#### Exercise:
Set down every entry again exactly as it stands below.

#### Collected data:
☆ ☆ ☆ ☆

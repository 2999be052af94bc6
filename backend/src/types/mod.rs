mod environment;
mod error;

pub use environment::{AppConfig, ConfigError, Environment, StoreConfig};
pub use error::{ApiErrorResponse, AppError};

☆ ☆ ☆ ☆

#### Answer box:
repository 2999be052af94bc6
filename backend/src/types/mod.rs
mod environment;
mod error;

pub use environment::{AppConfig, ConfigError, Environment, StoreConfig};
pub use error::{ApiErrorResponse, AppError};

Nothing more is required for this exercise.